Segundo, porque uma unidade populacional (i.e. uma pessoa) nesses bilhões não é equiparável a todas as outras. A responsabilidade pela problemática ambiental reflete essa desigualdade. As populações mais ricas crescem pouco, mas pesam muito na conformação de qualquer catástrofe planetária. Os estratos populacionais de maior crescimento demográfico contribuem menos para a crise ambiental, mas sofrem mais os seus efeitos.

Terceiro, porque muito antes de se inverter naturalmente a tendência do crescimento populacional global, a humanidade precisará enfrentar decisivamente os problemas estruturais que condicionam a crise ambiental.
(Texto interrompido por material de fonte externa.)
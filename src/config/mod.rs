//! Configuration management subsystem.
//!
//! # Data Flow
//! ```text
//! config file (TOML)
//!     → loader.rs (parse & deserialize)
//!     → validation.rs (normalize limits, semantic checks)
//!     → Form2JsonConfig (validated, immutable)
//!
//! On file change:
//!     watcher.rs detects change
//!     → loader.rs loads new config
//!     → server swaps the converter's form limits
//! ```
//!
//! # Design Decisions
//! - All fields have defaults to allow minimal configs
//! - Non-positive memory limits are normalized to the default, not rejected
//! - Validation separates syntactic (serde) from semantic checks

pub mod loader;
pub mod schema;
pub mod validation;
pub mod watcher;

pub use loader::{load_config, ConfigError};
pub use schema::{
    Form2JsonConfig, FormConfig, ListenerConfig, ObservabilityConfig, TimeoutConfig, UpstreamConfig,
};
pub use validation::{normalize_config, validate_config, ValidationError};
A ciência nos alerta que faltam poucas décadas para o provável colapso de alguns sistemas planetários se não houver mudanças drásticas na organização social da nossa dita "civilização".

Quarto, porque as questões que surgirão na área demográfica durante as próximas décadas são bem mais complexas do que o crescimento. De fato, a atenção global será inevitavelmente voltada para a migração internacional. Como dramatizado em recentes conflitos na Síria e na Ucrânia, a desgovernança global favorece a explosão do número de refugiados e despovoados.

O aumento do calor provocado por mudanças climáticas renderá inabitáveis regiões importantes da Ásia e da África, gerando a expulsão de centenas de milhares de pessoas; prevê-se a maior diáspora da história, ocasionando um caos humanitário sem paralelo. Finalmente, os países ricos enfrentam o envelhecimento e o decrescimento; querendo ou não, vão precisar de migrantes.

Historicamente, a migração internacional em massa sempre foi problemática. O etnocentrismo é forte empecilho à recepção de imigrantes —mesmo em se tratando de intercâmbios entre povos caucasianos.

As populações que irão se deslocar, seja como refugiados de guerras ou de climas, ou para atender à demanda demográfica de países mais envelhecidos, tendem a ser de cor, religião e culturas diferentes daquelas de destino. Alguns profetas bizarros como Elon Musk falam até em "colapso demográfico". Isso reflete claramente uma visão de túnel em que o mundo se resume a países "desenvolvidos" e brancos.

O contexto global inspira pouca confiança para lidar com essas situações enredadas. Os descaminhos da globalização em direção ao ultraliberalismo e ao nacionalismo exacerbado deixaram sequelas graves na governabilidade, em todos os níveis. Os alicerces da democracia estão se desmoronando, enquanto um número cada vez maior de países se entrega cegamente ao autoritarismo. Assim, falta clima e estímulo para identificar, negociar e impl ementar medidas essenciais em nível global.

A grande pergunta não é mais como reduzir o crescimento da população, mas de onde surgirão a motivação e a capacidade para enfrentar essa constelação de intricados problemas geopolíticos, ambientais e humanitários.